Quilting Crazy Curves on a Wonky Christmas Tree Quilt

Today I’m finishing my Wonky Christmas Tree quilt with a super simple quilting design called Crazy Curves in the border. This beautiful texture is the perfect contrast to the Swirling Water design we quilted last week.

Learn how I quilted the border of this quilt in this new tutorial video!

Yep, I noticed the lights on the machine were too bright in this video. I’m taking steps to fix that for the next video. Sorry about that!

Click here to find all the videos shared so far on this machine.

Just in case this is first post you’ve found on this Wonky Christmas Tree quilt I have a few more videos for you to check out.

Click here to find the free quilt pattern for the Wonky Christmas Tree quilt. It’s a super easy, free form piecing design that makes super cute trees!

For this quilt, I pieced three blocks together and surrounded them with a white border. This turned out a bit ho-hum with the gray background fabric, so I decided to really stitch it up a notch with extra special machine quilting.

The first step was to secure the layers of the quilt together so I stitched in the ditch on the Grace Qnique 14+ around the trees and outlines of the blocks.

Have you ever stitched in the ditch with free motion quilting? While it is a little easier to stitch in the ditch with walking foot quilting it’s absolutely possible to stitch in the ditch with free motion quilting to. Just need to slow down to keep better control over your quilting stitches.

After stitching in the ditch I flipped the quilt over and quilted the background around the Christmas tree with Razzle Dazzle thread in the bobbin. This technique allows you to quilt with thread that’s too thick to pass through your needle. Click here to find that tutorial on the bobbin thread work.

After filling in the background of each block, the quilt was really looking good, but I wanted to fill in the borders as well so it would hang well on the wall and have a balanced, beautiful quilting design. I decided to quilt this space with Crazy Curves using Magnifico thread.

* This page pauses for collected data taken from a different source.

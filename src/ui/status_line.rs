use crate::app::{AppState, UiMode};
use crate::ui::styles::{default_style, error_style, hint_style};
use ratatui::{
    layout::Rect,
    text::{Line, Span},
    widgets::Paragraph,
    Frame,
};

/// Render the bottom status line: the active input prompt when typing,
/// otherwise the most recent status message.
pub fn render_status_line(f: &mut Frame, app: &AppState, area: Rect) {
    let line = match app.ui_mode {
        UiMode::AddingTask => Line::from(vec![
            Span::styled(" New task: ", hint_style()),
            Span::styled(format!("{}█", app.input_buffer), default_style()),
        ]),
        UiMode::EditingTime => Line::from(vec![
            Span::styled(" Set timer (MM:SS): ", hint_style()),
            Span::styled(format!("{}█", app.input_buffer), default_style()),
        ]),
        _ => match &app.status_message {
            Some(message) => Line::from(Span::styled(format!(" {message}"), error_style())),
            None => Line::raw(""),
        },
    };

    f.render_widget(Paragraph::new(line), area);
}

The best thing about the Crazy Curves quilting design is its free-form forgiving nature. The lines get closer together and further apart doesn’t matter at all. In fact the more irregular the curving lines are quilted the prettier this design will look on your quilts.

Even the Christmas tree block that I didn’t like looks great when surrounded completely with Crazy Curves. Some people say the quilting makes the quilt but I think in this case border design made the quilt and it’s my favorite part of this wall hanging!

What do you think of this Crazy Curves design? What designs would you have quilted in the border of this quilt? Share your thoughts in the comments below.

Let’s go quilt,

Leah Day

LeahDay

Leah Day has been teaching online since 2009. She's the creator of the Free Motion Quilting Project, a blog filled with thousands of quilting tutorial videos. Leah has written several books including 365 Free Motion Quilting Designs, Explore Walking Foot Quilting with Leah Day, and Mally the Maker and the Queen in the Quilt.

3 Responses

  1. Cheater needle. The batting looks very thick. what type. Maybe I jumped in at end and answers were already there. Will search.

  2. Betty M says:

    James, you are so cute! Keep on helping Mom.

  3. Leah Day says:

    I'm using Quilters Dream Puff for this quilt so it will be extra puffy.